Dataset entries:
---------------
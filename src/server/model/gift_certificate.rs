//! Gift certificate domain models and parameters.
//!
//! Validation of create and update payloads happens here, when DTOs are converted into
//! parameter types, so services only ever see well-formed input.

use chrono::{DateTime, Utc};
use rust_decimal::Decimal;

use crate::{
    model::gift_certificate::{
        CreateGiftCertificateDto, GiftCertificateDto, UpdateGiftCertificateDto,
    },
    server::{
        error::AppError,
        model::tag::{normalize_tag_names, Tag},
    },
};

/// Gift certificate offered in the catalog.
#[derive(Debug, Clone, PartialEq)]
pub struct GiftCertificate {
    pub id: i32,
    pub name: String,
    pub description: String,
    pub price: Decimal,
    /// Validity in days from the purchase date.
    pub duration: i32,
    pub create_date: DateTime<Utc>,
    pub last_update_date: DateTime<Utc>,
    /// Attached tags; `None` when not loaded or folded.
    pub tags: Option<Vec<Tag>>,
}

impl GiftCertificate {
    /// Converts an entity model to a certificate domain model at the repository boundary.
    ///
    /// Tags are not loaded; see `GiftCertificateRepository::tags_for`.
    pub fn from_entity(entity: entity::gift_certificate::Model) -> Self {
        Self {
            id: entity.id,
            name: entity.name,
            description: entity.description,
            price: entity.price.round_dp(2),
            duration: entity.duration,
            create_date: entity.create_date,
            last_update_date: entity.last_update_date,
            tags: None,
        }
    }

    /// Converts the certificate domain model to a DTO for API responses.
    pub fn into_dto(self) -> GiftCertificateDto {
        GiftCertificateDto {
            id: self.id,
            name: self.name,
            description: self.description,
            price: self.price,
            duration: self.duration,
            create_date: self.create_date,
            last_update_date: self.last_update_date,
            tags: self
                .tags
                .map(|tags| tags.into_iter().map(Tag::into_dto).collect()),
        }
    }
}

/// Validated parameters for creating a certificate.
#[derive(Debug, Clone)]
pub struct CreateGiftCertificateParams {
    pub name: String,
    pub description: String,
    pub price: Decimal,
    pub duration: i32,
    pub tags: Vec<String>,
}

impl CreateGiftCertificateParams {
    /// Validates a create payload.
    ///
    /// # Returns
    /// - `Ok(CreateGiftCertificateParams)` - Valid parameters with trimmed names
    /// - `Err(AppError::BadRequest)` - Blank name, negative price, non-positive duration
    ///   or blank tag name
    pub fn from_dto(dto: CreateGiftCertificateDto) -> Result<Self, AppError> {
        Ok(Self {
            name: validate_name(&dto.name)?,
            description: dto.description,
            price: validate_price(dto.price)?,
            duration: validate_duration(dto.duration)?,
            tags: normalize_tag_names(&dto.tags)?,
        })
    }
}

/// Validated parameters for a partial certificate update.
#[derive(Debug, Clone)]
pub struct UpdateGiftCertificateParams {
    pub id: i32,
    pub name: Option<String>,
    pub description: Option<String>,
    pub price: Option<Decimal>,
    pub duration: Option<i32>,
    pub tags: Option<Vec<String>>,
}

impl UpdateGiftCertificateParams {
    /// Validates an update payload; absent fields are left unchanged.
    pub fn from_dto(id: i32, dto: UpdateGiftCertificateDto) -> Result<Self, AppError> {
        Ok(Self {
            id,
            name: dto.name.as_deref().map(validate_name).transpose()?,
            description: dto.description,
            price: dto.price.map(validate_price).transpose()?,
            duration: dto.duration.map(validate_duration).transpose()?,
            tags: dto
                .tags
                .as_deref()
                .map(normalize_tag_names)
                .transpose()?,
        })
    }
}

fn validate_name(name: &str) -> Result<String, AppError> {
    let name = name.trim();
    if name.is_empty() {
        return Err(AppError::BadRequest(
            "Gift certificate name must not be blank".to_string(),
        ));
    }
    Ok(name.to_string())
}

fn validate_price(price: Decimal) -> Result<Decimal, AppError> {
    if price.is_sign_negative() {
        return Err(AppError::BadRequest(format!(
            "Price {} is incorrect, expected a non-negative amount",
            price
        )));
    }
    Ok(price.round_dp(2))
}

/// Longest validity a certificate may carry, in days (100 years).
pub const MAX_DURATION_DAYS: i32 = 36_500;

fn validate_duration(duration: i32) -> Result<i32, AppError> {
    if duration <= 0 || duration > MAX_DURATION_DAYS {
        return Err(AppError::BadRequest(format!(
            "Duration {} is incorrect, expected between 1 and {} days",
            duration, MAX_DURATION_DAYS
        )));
    }
    Ok(duration)
}
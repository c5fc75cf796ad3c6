//! Order business logic.

use sea_orm::DatabaseConnection;

use crate::server::{
    data::{order::OrderRepository, CrudRepository},
    error::AppError,
    model::{gift_certificate::GiftCertificate, order::Order},
    search::{page::SearchParamResponse, Searchable},
};

pub struct OrderService<'a> {
    db: &'a DatabaseConnection,
}

impl<'a> OrderService<'a> {
    pub fn new(db: &'a DatabaseConnection) -> Self {
        Self { db }
    }

    /// Gets an order with its certificates.
    pub async fn get(&self, id: i32) -> Result<Order, AppError> {
        OrderRepository::new(self.db)
            .find_by_id(id)
            .await?
            .ok_or_else(|| not_found(id))
    }

    /// Deletes an order together with its purchases.
    pub async fn delete(&self, id: i32) -> Result<(), AppError> {
        if !OrderRepository::new(self.db).delete(id).await? {
            return Err(not_found(id));
        }

        tracing::info!("Deleted order {}", id);

        Ok(())
    }

    pub async fn search(
        &self,
        params: &[(String, String)],
    ) -> Result<SearchParamResponse<Order>, AppError> {
        let request = entity::order::Entity::parse_request(params)?;

        OrderRepository::new(self.db).search(&request).await
    }

    pub async fn certificates_of(&self, id: i32) -> Result<Vec<GiftCertificate>, AppError> {
        let order = self.get(id).await?;

        Ok(order.certificates.unwrap_or_default())
    }
}

fn not_found(id: i32) -> AppError {
    AppError::NotFound(format!("Order with id {} not found", id))
}
use sea_orm::{sea_query::TableCreateStatement, ConnectionTrait, Database, DatabaseConnection};

use crate::error::TestError;

/// Test context containing the database connection for a single test.
///
/// The in-memory SQLite database is created lazily on first access and lives as long
/// as the context.
pub struct TestContext {
    /// Connection to the in-memory SQLite instance, initialized by `database()`.
    pub db: Option<DatabaseConnection>,
}

impl Default for TestContext {
    fn default() -> Self {
        Self::new()
    }
}

impl TestContext {
    /// Creates a new empty test context.
    ///
    /// # Returns
    /// - New `TestContext` instance with no database connection
    pub fn new() -> Self {
        Self { db: None }
    }

    /// Gets or creates the in-memory SQLite database connection.
    ///
    /// # Returns
    /// - `Ok(&DatabaseConnection)` - Reference to the database connection
    /// - `Err(TestError::Database)` - Failed to connect to in-memory SQLite database
    pub async fn database(&mut self) -> Result<&DatabaseConnection, TestError> {
        match self.db {
            Some(ref db) => Ok(db),
            None => {
                let db = Database::connect("sqlite::memory:").await?;

                let db_ref = self.db.insert(db);

                Ok(&*db_ref)
            }
        }
    }

    /// Creates database tables from the provided CREATE TABLE statements.
    ///
    /// Typically called by `TestBuilder::build()` rather than directly.
    ///
    /// # Arguments
    /// - `stmts` - Vector of CREATE TABLE statements to execute
    ///
    /// # Returns
    /// - `Ok(())` - All tables created successfully
    /// - `Err(TestError::Database)` - Failed to create one or more tables
    pub async fn with_tables(&mut self, stmts: Vec<TableCreateStatement>) -> Result<(), TestError> {
        let db = self.database().await?;

        for stmt in stmts {
            db.execute(&stmt).await?;
        }

        Ok(())
    }
}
---------------
PROBLEM STATEMENT
Every line that contains "loaded" should be copied out of the data.

RESPONSE AREA
    /// Attached tags; `None` when not loaded or folded.
    /// Tags are not loaded; see `GiftCertificateRepository::tags_for`.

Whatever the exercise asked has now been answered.